A letter, dated April 2, 2007, was sent to the Tribe soliciting ideas for future uses for the clinic building. In that same letter, the Board of HCHS said "Note that the information form asks if you are interested in purchasing the facility. If the Tribe is interested in pursuing this option, the Board is interested in discussing a wide range of alternative courses of action."

That letter was never answered by the Karuk Tribe.

The Tribe had other plans. In a letter dated March 29, 2007, to Tribal Members or Descendants, Tribal leadership offered to pay for membership in HCHS for Tribal members. The Tribe was trying to load HCHS membership with its Tribal members.

The Board of HCHS has since late last year worked long hours with many meetings to find the best renter for the clinic building. The Board to this day continues to do so. In a Karuk Tribe letter, dated July 3, 2007, Chairman Super of the Tribe said "The Karuk Tribe of California("KTOC") and undersigned members of Happy Camp Health Services("HCHS") hereby request a special meeting of HCHS be called, pursuant to Article 13, Section 3 of the HCHS Bylaws." The undersigned members were all new members, members or employees of the Tribe with their memberships all paid for by the Tribe.

Those undersigned members all had standing to call for a special meeting.

The Tribe did not. To this day, I still do not understand how anyone from an organization can call a meeting of a completely different organization. I am going to call a meeting of the Karuk Tribe. How far do you think I will get????

The purpose of the special meeting was to remove the current Board of Directors and replace them with a Board made up of entirely of Tribal members or employees.

It doesn't take a rocket scientist to see what leadership of the Tribe was up to. The Tribe did not get what it wanted when it lost the election in late 2006, so it apparently decided it would simply take the assets of HCHS.

The Board of HCHS invited the twenty members, all Tribal members or employees, who called for the special meeting to a Board meeting of HCHS. The Board wanted to know why a special meeting was called. No cause or reason had ever been listed for the removal of the current Board.
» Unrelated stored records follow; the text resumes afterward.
use std::fmt;
use std::str::FromStr;

use chrono::NaiveDate;
use serde::{Deserialize, Serialize};

pub type TaskId = u64;

/// Placeholder user id recorded on tasks created through the add-task form
pub const PLACEHOLDER_ASSIGNEE_ID: u64 = 999;

/// Task workflow status
#[derive(Debug, Clone, Copy, PartialEq, Eq, Hash, Serialize, Deserialize)]
pub enum TaskStatus {
    #[serde(rename = "To Do")]
    ToDo,
    #[serde(rename = "In Progress")]
    InProgress,
    Done,
}

impl TaskStatus {
    /// The label shown in the UI and used on the wire
    pub fn label(self) -> &'static str {
        match self {
            TaskStatus::ToDo => "To Do",
            TaskStatus::InProgress => "In Progress",
            TaskStatus::Done => "Done",
        }
    }
}

impl fmt::Display for TaskStatus {
    fn fmt(&self, f: &mut fmt::Formatter<'_>) -> fmt::Result {
        f.write_str(self.label())
    }
}

impl FromStr for TaskStatus {
    type Err = String;

    /// Accepts the display label or a CLI-friendly spelling (`todo`, `in-progress`, `done`)
    fn from_str(s: &str) -> Result<Self, Self::Err> {
        match s.trim().to_ascii_lowercase().as_str() {
            "to do" | "todo" | "to-do" => Ok(TaskStatus::ToDo),
            "in progress" | "in-progress" | "inprogress" | "active" => Ok(TaskStatus::InProgress),
            "done" => Ok(TaskStatus::Done),
            _ => Err(format!(
                "unknown status '{}' (expected: todo, in-progress, done)",
                s
            )),
        }
    }
}

/// Task priority
#[derive(Debug, Clone, Copy, PartialEq, Eq, Hash, Default, Serialize, Deserialize)]
pub enum Priority {
    Low,
    #[default]
    Medium,
    High,
}

impl Priority {
    /// Sort weight, higher is more urgent
    pub fn rank(self) -> u8 {
        match self {
            Priority::High => 3,
            Priority::Medium => 2,
            Priority::Low => 1,
        }
    }

    pub fn label(self) -> &'static str {
        match self {
            Priority::Low => "Low",
            Priority::Medium => "Medium",
            Priority::High => "High",
        }
    }
}

impl fmt::Display for Priority {
    fn fmt(&self, f: &mut fmt::Formatter<'_>) -> fmt::Result {
        f.write_str(self.label())
    }
}

impl FromStr for Priority {
    type Err = String;

    fn from_str(s: &str) -> Result<Self, Self::Err> {
        match s.trim().to_ascii_lowercase().as_str() {
            "low" => Ok(Priority::Low),
            "medium" => Ok(Priority::Medium),
            "high" => Ok(Priority::High),
            _ => Err(format!(
                "unknown priority '{}' (expected: low, medium, high)",
                s
            )),
        }
    }
}

/// The user a task is assigned to
#[derive(Debug, Clone, PartialEq, Eq, Serialize, Deserialize)]
pub struct Assignee {
    pub id: u64,
    pub username: String,
}

#[derive(Debug, Clone, PartialEq, Eq, Serialize, Deserialize)]
pub struct Tag {
    pub id: u64,
    pub name: String,
}

#[derive(Debug, Clone, PartialEq, Eq, Serialize, Deserialize)]
pub struct Comment {
    pub id: u64,
    pub author: String,
    pub content: String,
    pub created_at: NaiveDate,
}

/// A task inside a project
#[derive(Debug, Clone, PartialEq, Eq, Serialize, Deserialize)]
pub struct Task {
    pub id: TaskId,
    pub title: String,
    #[serde(default)]
    pub description: String,
    pub status: TaskStatus,
    #[serde(default)]
    pub priority: Priority,
    pub due_date: NaiveDate,
    /// Display initial of the assignee
    pub assignee: String,
    #[serde(rename = "assigneeData")]
    pub assignee_data: Assignee,
    #[serde(default)]
    pub tags: Vec<Tag>,
    #[serde(default)]
    pub comments: Vec<Comment>,
    /// Set when the task most recently entered `Done`, cleared when it leaves
    #[serde(default, skip_serializing_if = "Option::is_none")]
    pub completed_at: Option<NaiveDate>,
}

impl Task {
    /// Create a `To Do` task with no tags, comments, or completion date
    pub fn new(id: TaskId, title: String, due_date: NaiveDate, assignee: Assignee) -> Self {
        Task {
            id,
            title,
            description: String::new(),
            status: TaskStatus::ToDo,
            priority: Priority::default(),
            due_date,
            assignee: assignee_initial(&assignee.username),
            assignee_data: assignee,
            tags: Vec::new(),
            comments: Vec::new(),
            completed_at: None,
        }
    }

    pub fn is_done(&self) -> bool {
        self.status == TaskStatus::Done
    }
}

/// First character of the trimmed name, uppercased; `"U"` when blank
pub fn assignee_initial(name: &str) -> String {
    match name.trim().chars().next() {
        Some(c) => c.to_uppercase().collect(),
        None => "U".to_string(),
    }
}

#[cfg(test)]
mod tests {
    use super::*;

    #[test]
    fn test_status_serializes_as_label() {
        let json = serde_json::to_string(&TaskStatus::InProgress).unwrap();
        assert_eq!(json, "\"In Progress\"");
        let parsed: TaskStatus = serde_json::from_str("\"To Do\"").unwrap();
        assert_eq!(parsed, TaskStatus::ToDo);
    }

    #[test]
    fn test_status_from_str_accepts_cli_spellings() {
        assert_eq!("todo".parse::<TaskStatus>(), Ok(TaskStatus::ToDo));
        assert_eq!("In Progress".parse::<TaskStatus>(), Ok(TaskStatus::InProgress));
        assert_eq!("DONE".parse::<TaskStatus>(), Ok(TaskStatus::Done));
        assert!("blocked".parse::<TaskStatus>().is_err());
    }

    #[test]
    fn test_priority_rank_orders_high_first() {
        assert!(Priority::High.rank() > Priority::Medium.rank());
        assert!(Priority::Medium.rank() > Priority::Low.rank());
        assert_eq!(Priority::default(), Priority::Medium);
    }

    #[test]
    fn test_assignee_initial() {
        assert_eq!(assignee_initial("bob"), "B");
        assert_eq!(assignee_initial("  alice"), "A");
        assert_eq!(assignee_initial(""), "U");
        assert_eq!(assignee_initial("   "), "U");
        assert_eq!(assignee_initial("élodie"), "É");
    }

    #[test]
    fn test_task_deserializes_without_optional_fields() {
        let json = r#"{
            "id": 7,
            "title": "API documentation",
            "status": "In Progress",
            "due_date": "2024-09-30",
            "assignee": "C",
            "assigneeData": { "id": 3, "username": "Charlie" }
        }"#;
        let task: Task = serde_json::from_str(json).unwrap();
        assert_eq!(task.priority, Priority::Medium);
        assert!(task.tags.is_empty());
        assert!(task.comments.is_empty());
        assert_eq!(task.completed_at, None);
    }
}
Only 5 of the 20 signers showed up.

One signer said she signed "to raise alittle dust". Another said she "did not know why she signed". The long arm of intimidation of the Karuk Tribe leadership, listed in articles in the Pioneer Press the past two weeks, does have a long wing span.

The leadership of the Tribe has made public that since the Tribe has paid rent for over five years and maintained the building for five years- which the signed lease says it is required to do- that is payment for the building so the building is theirs. I better sell my condo in the Bay area before my renter decides the same thing! I can hear it know, I paid rent for 8 years and helped maintain the condo, the condo is now mine.
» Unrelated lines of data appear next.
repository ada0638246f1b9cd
pub mod commands;
pub mod handlers;
pub mod output;
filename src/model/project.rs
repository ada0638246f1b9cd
use std::fmt;

use chrono::NaiveDate;
use serde::{Deserialize, Serialize};

use super::task::{Task, TaskId};

pub type ProjectId = u64;

/// Role of a user within a project's membership list
#[derive(Debug, Clone, Copy, PartialEq, Eq, Hash, Serialize, Deserialize)]
pub enum Role {
    Owner,
    Member,
    Manager,
    Viewer,
}

impl fmt::Display for Role {
    fn fmt(&self, f: &mut fmt::Formatter<'_>) -> fmt::Result {
        let s = match self {
            Role::Owner => "Owner",
            Role::Member => "Member",
            Role::Manager => "Manager",
            Role::Viewer => "Viewer",
        };
        f.write_str(s)
    }
}

/// A membership entry on a project
#[derive(Debug, Clone, PartialEq, Eq, Serialize, Deserialize)]
pub struct Member {
    pub id: u64,
    pub username: String,
    pub role: Role,
}

impl Member {
    pub fn new(id: u64, username: impl Into<String>, role: Role) -> Self {
        Member {
            id,
            username: username.into(),
            role,
        }
    }
}

/// A project with its members and the tasks it owns
#[derive(Debug, Clone, PartialEq, Eq, Serialize, Deserialize)]
pub struct Project {
    pub id: ProjectId,
    pub name: String,
    #[serde(default)]
    pub description: String,
    #[serde(default)]
    pub due_date: Option<NaiveDate>,
    pub created_at: NaiveDate,
    #[serde(default)]
    pub color: String,
    /// Username of the owning user
    pub owner: String,
    #[serde(default)]
    pub users: Vec<Member>,
    #[serde(default)]
    pub tasks: Vec<Task>,
}

impl Project {
    pub fn is_owned_by(&self, user: &str) -> bool {
        self.owner == user
    }

    /// Whether `user` appears in the membership list (any role)
    pub fn has_member(&self, user: &str) -> bool {
        self.users.iter().any(|m| m.username == user)
    }

    pub fn task(&self, task_id: TaskId) -> Option<&Task> {
        self.tasks.iter().find(|t| t.id == task_id)
    }

    pub fn task_mut(&mut self, task_id: TaskId) -> Option<&mut Task> {
        self.tasks.iter_mut().find(|t| t.id == task_id)
    }

    pub fn done_count(&self) -> usize {
        self.tasks.iter().filter(|t| t.is_done()).count()
    }
}
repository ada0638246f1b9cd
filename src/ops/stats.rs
use chrono::{Days, NaiveDate};
use serde::Serialize;

use crate::model::project::Project;
use crate::model::task::{Priority, Task, TaskStatus};
use crate::ops::progress::{calculate_average_progress, calculate_project_progress};

/// Task counts by status
#[derive(Debug, Clone, Copy, Default, PartialEq, Eq, Serialize)]
pub struct TaskStats {
    pub total: usize,
    pub completed: usize,
    pub in_progress: usize,
    pub to_do: usize,
}

impl TaskStats {
    fn add(&mut self, task: &Task) {
        self.total += 1;
        match task.status {
            TaskStatus::Done => self.completed += 1,
            TaskStatus::InProgress => self.in_progress += 1,
            TaskStatus::ToDo => self.to_do += 1,
        }
    }
}

#[derive(Debug, Clone, Copy, Default, PartialEq, Eq, Serialize)]
pub struct PriorityStats {
    pub high: usize,
    pub medium: usize,
    pub low: usize,
}

/// Completions recorded on one day
#[derive(Debug, Clone, Copy, PartialEq, Eq, Serialize)]
pub struct DayCount {
    pub date: NaiveDate,
    pub completed: usize,
}

/// Everything the project overview screen shows about one project
#[derive(Debug, Clone, PartialEq, Eq, Serialize)]
pub struct ProjectOverview {
    pub tasks: TaskStats,
    pub progress: u8,
    pub priorities: PriorityStats,
    /// Not done and due before today
    pub overdue: usize,
    /// The seven days ending today, oldest first
    pub completion_history: Vec<DayCount>,
}

/// Aggregate numbers for the visible projects
#[derive(Debug, Clone, Default, PartialEq, Eq, Serialize)]
pub struct DashboardSummary {
    pub active_projects: usize,
    pub total_tasks: usize,
    pub average_progress: u8,
    pub tasks: TaskStats,
}

pub fn project_task_stats(project: Option<&Project>) -> TaskStats {
    let mut stats = TaskStats::default();
    if let Some(project) = project {
        for task in &project.tasks {
            stats.add(task);
        }
    }
    stats
}

pub fn priority_stats(tasks: &[Task]) -> PriorityStats {
    let mut stats = PriorityStats::default();
    for task in tasks {
        match task.priority {
            Priority::High => stats.high += 1,
            Priority::Medium => stats.medium += 1,
            Priority::Low => stats.low += 1,
        }
    }
    stats
}

pub fn overdue_count(tasks: &[Task], today: NaiveDate) -> usize {
    tasks
        .iter()
        .filter(|t| !t.is_done() && t.due_date < today)
        .count()
}

/// Done tasks per day over the week ending `today`
pub fn completion_history(tasks: &[Task], today: NaiveDate) -> Vec<DayCount> {
    (0..7u64)
        .rev()
        .filter_map(|back| today.checked_sub_days(Days::new(back)))
        .map(|date| DayCount {
            date,
            completed: tasks
                .iter()
                .filter(|t| t.is_done() && t.completed_at == Some(date))
                .count(),
        })
        .collect()
}

pub fn project_overview(project: &Project, today: NaiveDate) -> ProjectOverview {
    ProjectOverview {
        tasks: project_task_stats(Some(project)),
        progress: calculate_project_progress(Some(project)),
        priorities: priority_stats(&project.tasks),
        overdue: overdue_count(&project.tasks, today),
        completion_history: completion_history(&project.tasks, today),
    }
}

pub fn dashboard_summary(projects: &[&Project]) -> DashboardSummary {
    let mut tasks = TaskStats::default();
    for task in projects.iter().flat_map(|p| p.tasks.iter()) {
        tasks.add(task);
    }
    DashboardSummary {
        active_projects: projects.len(),
        total_tasks: tasks.total,
        average_progress: calculate_average_progress(projects.iter().copied()),
        tasks,
    }
}
pub mod check;
pub mod filter;
pub mod progress;
pub mod project_ops;
pub mod stats;
pub mod task_ops;

#[cfg(test)]
pub(crate) mod test_support;

use crate::model::project::ProjectId;
use crate::model::task::TaskId;

/// Why a mutation left the store untouched
#[derive(Debug, Clone, PartialEq, Eq, thiserror::Error)]
pub enum OpError {
    #[error("project name is required")]
    BlankName,
    #[error("task title is required")]
    BlankTitle,
    #[error("comment text is required")]
    BlankComment,
    #[error("no project selected")]
    NoProjectSelected,
    #[error("project not found: {0}")]
    ProjectNotFound(ProjectId),
    #[error("task not found: {0}")]
    TaskNotFound(TaskId),
    #[error("member not found: {0}")]
    MemberNotFound(u64),
    #[error("project owner is protected: {0}")]
    OwnerProtected(String),
    #[error("no fresh ids left")]
    IdsExhausted,
}

/// Whether the Owner entry of a project may be removed or duplicated
#[derive(Debug, Clone, Copy, PartialEq, Eq, Default)]
pub enum OwnerPolicy {
    /// Allow any membership change, including dropping the Owner
    #[default]
    Permissive,
    /// Refuse to remove the Owner or add a second one
    Protect,
}

impl OwnerPolicy {
    pub fn from_config(protect_owner: bool) -> Self {
        if protect_owner {
            OwnerPolicy::Protect
        } else {
            OwnerPolicy::Permissive
        }
    }
}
The Karuk Tribe continues to try and run HCHS business so court action has been sought. HCHS does not have the money for this, but it has been forced down that road.

The problem is not with the Karuk Tribe but with Tribal leadership I believe is out of touch with the majority of its members. Many are appalled at the actions in this matter by Tribal leadership, Karuk members and non tribe members alike.

This matter is tearing this community apart, and the community is already badly divided. HCHS has done everything it can to prevent that from happening, but we could have rolled over and played dead or fought back. HCHS had no choice but to fight back.